21.06.2021

23.06.2011 - "Wasser marsch" ohne Barriere

Bericht aus der Neuen Presse vom 23.06.2011 zum Thema landkreisübergreifende Einsätze und integrierte Leitstelle

Feuer kennt keine Grenzen. Es kommt auf Minuten, gar Sekunden an, wenn die Feuerwehr Menschenleben retten und einen Brand erfolgreich löschen will. Langes Suchen, Kompetenzgerangel und Kirchturmdenken behindern einen effektiven Einsatz. Die Führungskräfte haben die Notwendigkeit der Kooperation längst erkannt. "Das ist unser Feuer, was wollt ihr hier? Diese Zeiten sind endgültig vorbei", stellt der Kommandant der Feuerwehr Ebern, Markus Appel, klar. Die Bezirksgrenzen spielen keine Rolle mehr. "Man zieht um den Einsatzort mit dem Zirkel einen Kreis und bezieht dort alle Wehren mit ihrer Ausrüstung ein."

So forderten die Einsatzkräfte in Seßlach eine weitere Drehleiter neben der in Coburg und Ebersdorf an: Ebern liegt im Einzugsgebiet, deshalb rückten dort zwölf Floriansjünger mit entsprechenden Fahrzeugen aus.

Die Bereitschaft zur Zusammenarbeit über Grenzen hinweg erleichtert die moderne Technik. Der Rettungszweckverband in der Region Coburg, Lichtenfels und Kronach hat eine integrierte Leitstelle in Ebersdorf errichten lassen, die den neuen Ansprüchen genügt. Die Vernetzung der Wehren wird erheblich beschleunigt. "Per Knopfdruck können sich die Leitstellen austauschen und informieren." Unnötige Zeitverluste bei der Anfahrt und beim Erstangriff lassen sich verringern. "Wer am nächsten dran ist, kommt zum Einsatz." Probleme aufgrund der Kommandostruktur sieht Appel nicht: "Wir kommen und ordnen uns den Weisungen des örtlichen Einsatzleiters unter."

Die neue Rettungsleitstelle in Schweinfurt, die unter anderem für den Landkreis Haßberge zuständig ist, wird nach Auskunft des Landratsamtes Schweinfurt im März 2012 offiziell eröffnet. Die ersten beiden Monate der neuen Jahres nutzt der Rettungszweckverband für einen Probebetrieb. "Wenn sie fertig ist, dann geht es noch schneller", verspricht Kommandant Appel.

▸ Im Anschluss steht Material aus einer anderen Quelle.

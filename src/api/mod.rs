//! HTTP upload API

mod errors;
pub mod handlers;

pub use errors::ApiError;

use axum::extract::DefaultBodyLimit;
use axum::routing::{get, post};
use axum::Router;
use handlers::{health_check, upload_files, AppState};
use std::sync::Arc;
use tower_http::cors::CorsLayer;
use tower_http::trace::TraceLayer;

/// Build the application router
///
///   POST /upload - relay every file field of a multipart form
///   GET /health  - liveness and build info
pub fn router(state: Arc<AppState>) -> Router {
    Router::new()
        .route("/health", get(health_check))
        .route("/upload", post(upload_files))
        .layer(CorsLayer::permissive())
        .layer(TraceLayer::new_for_http())
        // Bodies are streamed, never buffered; per-file size is enforced by
        // the coordinator against max_upload_size.
        .layer(DefaultBodyLimit::disable())
        .with_state(state)
}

Der Kreisbrandrat des Landkreises Coburg, Manfred Lorenz, freut sich über Unterstützung aus dem Landkreis Haßberge. Auch er profitiert von der Leitstellentechnik: "Es ist für mich einfacher geworden, Spezialgerät anzufordern." Neben der Feuerwehr aus Ebern mit ihrer Drehleiter machten sich auch Aktive aus Altenstein und Hafenpreppach auf ins benachbarte Seßlach, um beim Löschen des Großbrandes zu helfen. Seßlachs 3. Bürgermeister Martin Mittag, der zum Zeitpunkt des Brandes die Vertretung der Stadt inne hatte, bedankt sich bei den Einsatzkräften aus Unterfranken. Deren Unterstützung hält Mittag für nicht selbstverständlich.